Eric Victor Rodwell (born May 1, 1957) is an American professional bridge player. He has won the Bermuda Bowl representing the United States five times and is one of ten players who have won the triple crown of bridge: the Bermuda Bowl, the World Open Pairs and the World Team Olympiad.

==Personal life==
Rodwell was born in San Francisco, California and his family moved to West Lafayette, Indiana in 1965 where his father was a professor of biochemistry at Purdue University. He started playing bridge at the age of eleven by reading books and playing with his parents. Rodwell graduated from West Lafayette High School in 1974 and attended Purdue, graduating with a master's degree in finance in 1981. Rodwell is currently a full-time bridge professional and lives in Clearwater Beach, Florida with his wife Donna; each has two children from previous marriages, his being twins Jeffrey and Sara (b. 1984).

==Bridge career==
For decades Rodwell has been in a regular partnership with Jeff Meckstroth, and "Meckwell", for their surnames, is one of the most successful pairs of all time.
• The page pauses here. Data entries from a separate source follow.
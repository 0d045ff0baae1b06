use super::*;
use crate::audio::{PcmSegment, ScriptedCapture, SegmentEnd};
use crate::upload::{ReplyFormat, UploadContext};
use std::sync::Mutex;

const RATE: u32 = 16_000;

#[derive(Default)]
struct UploadLog {
    contexts: Vec<UploadContext>,
    clip_existed: Vec<bool>,
    clip_paths: Vec<PathBuf>,
}

/// Uploader that returns a canned result, optionally held until released.
struct FakeUploader {
    log: Arc<Mutex<UploadLog>>,
    result: Box<dyn Fn() -> VoxResult<ReplyAudio> + Send + Sync>,
    gate: Option<crossbeam_channel::Receiver<()>>,
}

impl ClipUploader for FakeUploader {
    fn upload(&self, clip: &RecordingClip, ctx: &UploadContext) -> VoxResult<ReplyAudio> {
        if let Some(gate) = &self.gate {
            let _ = gate.recv();
        }
        let mut log = self.log.lock().unwrap();
        log.contexts.push(ctx.clone());
        log.clip_existed.push(clip.path.exists() && clip.samples > 0);
        log.clip_paths.push(clip.path.clone());
        (self.result)()
    }
}

#[derive(Clone, Default)]
struct SinkLog(Arc<Mutex<Vec<&'static str>>>);

impl SinkLog {
    fn ops(&self) -> Vec<&'static str> {
        self.0.lock().unwrap().clone()
    }
}

struct RecordingSink {
    log: SinkLog,
    playing: bool,
}

impl PlaybackSink for RecordingSink {
    fn play(&mut self, _reply: &ReplyAudio) -> VoxResult<()> {
        self.stop();
        self.log.0.lock().unwrap().push("play");
        self.playing = true;
        Ok(())
    }

    fn stop(&mut self) {
        if self.playing {
            self.log.0.lock().unwrap().push("stop");
        }
        self.playing = false;
    }

    fn is_playing(&self) -> bool {
        self.playing
    }

    fn name(&self) -> &'static str {
        "recording"
    }
}

fn reply_ok() -> VoxResult<ReplyAudio> {
    Ok(ReplyAudio::new(
        b"RIFF-reply".to_vec(),
        Some("audio/wav"),
        ReplyMetadata {
            reply_text: Some("Hi there".to_string()),
            transcript: Some("hello".to_string()),
            language: Some("en".to_string()),
            voice_id: Some("v1".to_string()),
            conversation_id: Some("conv".to_string()),
        },
    ))
}

fn loud_frames(count: usize) -> Vec<Vec<i16>> {
    (0..count)
        .map(|i| {
            (0..320)
                .map(|n| if (n + i) % 2 == 0 { 12_000 } else { -12_000 })
                .collect()
        })
        .collect()
}

struct Harness {
    controller: RecordingController<ScriptedCapture>,
    uploads: Arc<Mutex<UploadLog>>,
    sink: SinkLog,
    _dir: tempfile::TempDir,
}

fn harness_with(
    device: ScriptedCapture,
    result: impl Fn() -> VoxResult<ReplyAudio> + Send + Sync + 'static,
    gate: Option<crossbeam_channel::Receiver<()>>,
) -> Harness {
    let dir = tempfile::tempdir().unwrap();
    let mut settings = UploadSettings::with_state_dir(dir.path());
    settings.profile_name = "Alex".to_string();
    let uploads = Arc::new(Mutex::new(UploadLog::default()));
    let sink = SinkLog::default();
    let controller = RecordingController::new(
        device,
        ControllerConfig::default(),
        settings,
        Arc::new(FakeUploader {
            log: Arc::clone(&uploads),
            result: Box::new(result),
            gate,
        }),
        Box::new(RecordingSink {
            log: sink.clone(),
            playing: false,
        }),
        LiveMeter::new(),
    );
    Harness {
        controller,
        uploads,
        sink,
        _dir: dir,
    }
}

fn harness(device: ScriptedCapture) -> Harness {
    harness_with(device, reply_ok, None)
}

const WAIT: Duration = Duration::from_secs(5);

#[test]
fn toggle_records_uploads_and_plays_reply() {
    let mut h = harness(ScriptedCapture::new(loud_frames(10), RATE));
    assert_eq!(h.controller.caption(), "Tap the orb to start/stop.");

    assert_eq!(h.controller.toggle().unwrap(), ToggleOutcome::Started);
    assert!(h.controller.is_recording());
    assert_eq!(h.controller.caption(), "Recording… (tap to stop)");

    assert_eq!(h.controller.toggle().unwrap(), ToggleOutcome::Submitted);
    assert!(h.controller.is_busy());
    assert_eq!(h.controller.caption(), "Uploading to backend…");

    let event = h.controller.wait_for_upload(WAIT).expect("upload result");
    match event {
        ControllerEvent::Replied { metadata, saved } => {
            assert_eq!(metadata.reply_text.as_deref(), Some("Hi there"));
            assert_eq!(metadata.language.as_deref(), Some("en"));
            assert!(saved.exists());
        }
        other => panic!("unexpected event {other:?}"),
    }
    assert!(!h.controller.is_busy());
    assert_eq!(h.controller.caption(), "Captions: Hi there");
    assert_eq!(h.sink.ops(), vec!["play"]);

    let log = h.uploads.lock().unwrap();
    assert_eq!(log.clip_existed, vec![true]);
    assert!(!log.clip_paths[0].exists(), "clip is deleted once uploaded");
    let ctx = &log.contexts[0];
    assert_eq!(ctx.profile_name, "Alex");
    assert_eq!(ctx.preferred_name, "Alex");
    assert!(!ctx.conversation_id.is_empty());
}

#[test]
fn conversation_id_is_reused_across_uploads() {
    let mut h = harness(ScriptedCapture::new(loud_frames(4), RATE));
    for _ in 0..2 {
        h.controller.toggle().unwrap();
        h.controller.toggle().unwrap();
        h.controller.wait_for_upload(WAIT).expect("upload result");
    }
    let log = h.uploads.lock().unwrap();
    assert_eq!(log.contexts.len(), 2);
    assert_eq!(log.contexts[0].conversation_id, log.contexts[1].conversation_id);
}

#[test]
fn new_recording_stops_previous_reply_first() {
    let mut h = harness(ScriptedCapture::new(loud_frames(4), RATE));
    h.controller.toggle().unwrap();
    h.controller.toggle().unwrap();
    h.controller.wait_for_upload(WAIT).expect("upload result");
    assert!(h.controller.playback().is_playing());

    h.controller.toggle().unwrap();
    assert!(!h.controller.playback().is_playing());
    assert_eq!(h.sink.ops(), vec!["play", "stop"]);
}

#[test]
fn denied_permission_never_opens_the_device() {
    let mut h = harness(ScriptedCapture::denied());
    let err = h.controller.toggle().unwrap_err();
    assert!(matches!(err, VoxError::PermissionDenied(_)));
    assert!(!h.controller.is_recording());
    assert_eq!(h.controller.caption(), "Mic error");
}

#[test]
fn capture_failure_rolls_back_to_idle() {
    let mut h = harness(ScriptedCapture::failing("device busy"));
    let err = h.controller.start_recording().unwrap_err();
    assert!(matches!(err, VoxError::Capture(_)));
    assert!(!h.controller.is_recording());
    assert!(!h.controller.meter().is_active());
}

#[test]
fn empty_recording_reports_missing_file() {
    let mut h = harness(ScriptedCapture::new(Vec::new(), RATE));
    h.controller.toggle().unwrap();
    let err = h.controller.toggle().unwrap_err();
    assert!(matches!(err, VoxError::FileMissing(_)));
    assert_eq!(h.controller.caption(), "Recorded file missing.");
    assert!(!h.controller.is_busy());
    assert!(h.uploads.lock().unwrap().contexts.is_empty());
    // Ready for another attempt.
    assert_eq!(h.controller.toggle().unwrap(), ToggleOutcome::Started);
}

#[test]
fn server_error_is_surfaced_and_controller_returns_to_idle() {
    let mut h = harness_with(
        ScriptedCapture::new(loud_frames(4), RATE),
        || Err(VoxError::server(500, "boom")),
        None,
    );
    h.controller.toggle().unwrap();
    h.controller.toggle().unwrap();
    let event = h.controller.wait_for_upload(WAIT).expect("upload result");
    assert_eq!(
        event,
        ControllerEvent::Failed {
            kind: "server",
            caption: "Server error: boom".to_string(),
        }
    );
    assert_eq!(h.controller.caption(), "Server error: boom");
    assert!(!h.controller.is_busy());
    assert!(h.sink.ops().is_empty());
    assert!(!h.uploads.lock().unwrap().clip_paths[0].exists());
    assert_eq!(h.controller.toggle().unwrap(), ToggleOutcome::Started);
}

#[test]
fn taps_during_upload_are_ignored() {
    let (release, gate) = crossbeam_channel::bounded(1);
    let mut h = harness_with(ScriptedCapture::new(loud_frames(4), RATE), reply_ok, Some(gate));
    h.controller.toggle().unwrap();
    h.controller.toggle().unwrap();
    assert_eq!(h.controller.toggle().unwrap(), ToggleOutcome::Busy);
    assert!(h.controller.poll().is_none());
    assert!(!h.controller.is_recording());

    release.send(()).unwrap();
    assert!(h.controller.wait_for_upload(WAIT).is_some());
    assert_eq!(h.controller.toggle().unwrap(), ToggleOutcome::Started);
}

#[test]
fn result_after_shutdown_is_discarded() {
    let (release, gate) = crossbeam_channel::bounded(1);
    let mut h = harness_with(ScriptedCapture::new(loud_frames(4), RATE), reply_ok, Some(gate));
    h.controller.toggle().unwrap();
    h.controller.toggle().unwrap();
    h.controller.shutdown();

    release.send(()).unwrap();
    assert!(h.controller.wait_for_upload(WAIT).is_none());
    assert!(!h.controller.is_busy());
    assert!(h.sink.ops().is_empty(), "no playback after teardown");
}

#[test]
fn meter_is_zeroed_when_recording_stops() {
    let mut h = harness(ScriptedCapture::new(loud_frames(20), RATE));
    h.controller.toggle().unwrap();
    h.controller.toggle().unwrap();
    assert_eq!(h.controller.meter().level(), 0.0);
    assert_eq!(h.controller.meter().visual_level(), 0.0);
    assert!(!h.controller.meter().is_active());
    h.controller.wait_for_upload(WAIT);
}

#[test]
fn hands_free_segment_is_uploaded_as_a_clip() {
    let mut h = harness(ScriptedCapture::new(Vec::new(), RATE));
    let segment = PcmSegment {
        samples: vec![900; 8_000],
        sample_rate: RATE,
        end: SegmentEnd::Silence,
    };
    h.controller.submit_segment(&segment).unwrap();
    assert!(h.controller.is_busy());
    assert!(matches!(
        h.controller.wait_for_upload(WAIT),
        Some(ControllerEvent::Replied { .. })
    ));
    assert_eq!(h.uploads.lock().unwrap().clip_existed, vec![true]);
}

#[test]
fn phase_captions_are_stable() {
    assert_eq!(Phase::Finishing.caption(), "Finishing…");
    assert_eq!(Phase::Downloading.caption(), "Downloading reply…");
    assert_eq!(
        Phase::Failed("Upload/Play failed: timeout".into()).caption(),
        "Upload/Play failed: timeout"
    );
    assert_eq!(ReplyFormat::Wav.extension(), "wav");
}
They are well known for playing an aggressive and very detailed system called RM Precision (for Rodwell-Meckstroth), of which Rodwell is the principal theorist and author. Although he first learned basic Precision at the age of 14, he didn't get serious about developing his own version until 1982 after he and Meckstroth were already winning. Most of RM Precision was developed subsequently in the early '80s with adaptations following more slowly thereafter. As a bidding theorist, Rodwell has created several conventions and methods including the support double, conventional transfers in many situations, the pass-double inversion and the serious three notrump. Although the Unusual Major Jumps Over One Diamond Opening convention (UMJOODO) is often credited to him, he denies inventing it.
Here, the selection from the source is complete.